Ha sfiorato il 65%, la percentuale di raccolta differenziata dei rifiuti fatta registrare nello scorso mese di gennaio nei 24 comuni della Provincia di Terni dove la Cosp Tecno Service ha avviato il servizio “porta a porta”.

Dal report che l’azienda trasmette mensilmente all’Ati 4, emerge come dopo un autunno benaugurante ed un 2015 chiuso con un dato già buono del 59,17% di media, anche l’avvio del nuovo anno sia confortante vista la percentuale di raccolta differenziata che, a fine gennaio, si attesta al 63,32% (+4,15% rispetto a dicembre 2015). Risultati che Cosp Tecno Service ritiene “estremamente positivi”, considerato il particolare periodo dell’anno (storicamente il mese di gennaio è sempre quello con la maggiore produzione di rifiuti) e soprattutto della recente estensione della raccolta porta a porta nelle aree esterne al centro storico di Orvieto, che si è già attestata dopo poche settimane di servizio al 48,62%.

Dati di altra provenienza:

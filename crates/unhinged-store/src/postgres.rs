//! Postgres-backed submission store.

use sqlx::PgPool;
use sqlx::postgres::PgPoolOptions;
use tracing::{debug, info};

use crate::error::{StoreError, StoreResult};
use crate::record::SubmissionRecord;
use crate::{SubmissionId, SubmissionStore};

/// Single-row insert; the generated `id` comes back through `RETURNING`.
pub const INSERT_SUBMISSION: &str = "INSERT INTO form \
     (tipo_carta, carta_negra, carta_blanca, contexto, ip_address, user_agent, submitted_at, created_at) \
     VALUES ($1, $2, $3, $4, $5, $6, $7, $8) \
     RETURNING id";

/// Submission store backed by a sqlx connection pool.
#[derive(Clone)]
pub struct PgSubmissionStore {
    pool: PgPool,
}

impl PgSubmissionStore {
    /// Connect a pool of at most `max_connections` to `url`.
    pub async fn connect(url: &str, max_connections: u32) -> StoreResult<Self> {
        let pool = PgPoolOptions::new()
            .max_connections(max_connections)
            .connect(url)
            .await
            .map_err(|e| StoreError::Connect(e.to_string()))?;
        info!(max_connections, "postgres pool connected");
        Ok(Self::from_pool(pool))
    }

    /// Wrap a pool configured elsewhere, e.g. one shared with other
    /// services or built with `connect_lazy`.
    pub fn from_pool(pool: PgPool) -> Self {
        Self { pool }
    }
}

impl SubmissionStore for PgSubmissionStore {
    async fn insert(&self, record: &SubmissionRecord) -> StoreResult<SubmissionId> {
        let id: SubmissionId = sqlx::query_scalar(INSERT_SUBMISSION)
            .bind(record.tipo_carta.as_str())
            .bind(record.carta_negra.as_deref())
            .bind(record.carta_blanca.as_deref())
            .bind(record.contexto.as_deref())
            .bind(&record.ip_address)
            .bind(&record.user_agent)
            .bind(record.submitted_at)
            .bind(record.created_at)
            .fetch_one(&self.pool)
            .await
            .map_err(|e| StoreError::Insert(e.to_string()))?;
        debug!(id, tipo_carta = %record.tipo_carta, "submission inserted");
        Ok(id)
    }
}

Scendendo nel dettaglio dei singoli Comuni, sono ancora Porano (82,53%) e Attigliano (81,42%) a rappresentare l’eccellenza, insieme ad Avigliano umbro (79,29%) e Penna in Teverina (76,82%). Incrementi positivi anche per alcuni comuni in cui la raccolta differenziata è stata avviata da poche settimane, come Alviano, che passa dal 57,76 al 70,03%, o Acquasparta, che fa registrare un +5% passando dal 66,36% di dicembre 2015 al 71,15% del gennaio scorso. Bene anche Guardea, che si attesta sul 67,54% (quasi il 5% in più in un mese). Andamento positivo anche in comuni come Baschi, passato dal 66,97% al 69,26 (prima dell’avvio del servizio era al 21%), Allerona, che arriva al 67,84% (a dicembre era al 65,41%, prima dell’avvio del servizio era al 21,22%), e Sangemini che raggiunge quota 74,82% dopo che a dicembre si era fermato al 66,88%. In tutto sono ben 19 i Comuni che superano il 65%, ovvero la quota minima stabilita per legge. Per Cosp Tecno Service si tratta di “un dato positivo che fa ben sperare anche per il futuro: l’inversione di rotta di fine 2015 non era stato un caso ed i cittadini, in queste settimane, hanno dato prova della loro grande sensibilità ambientale”.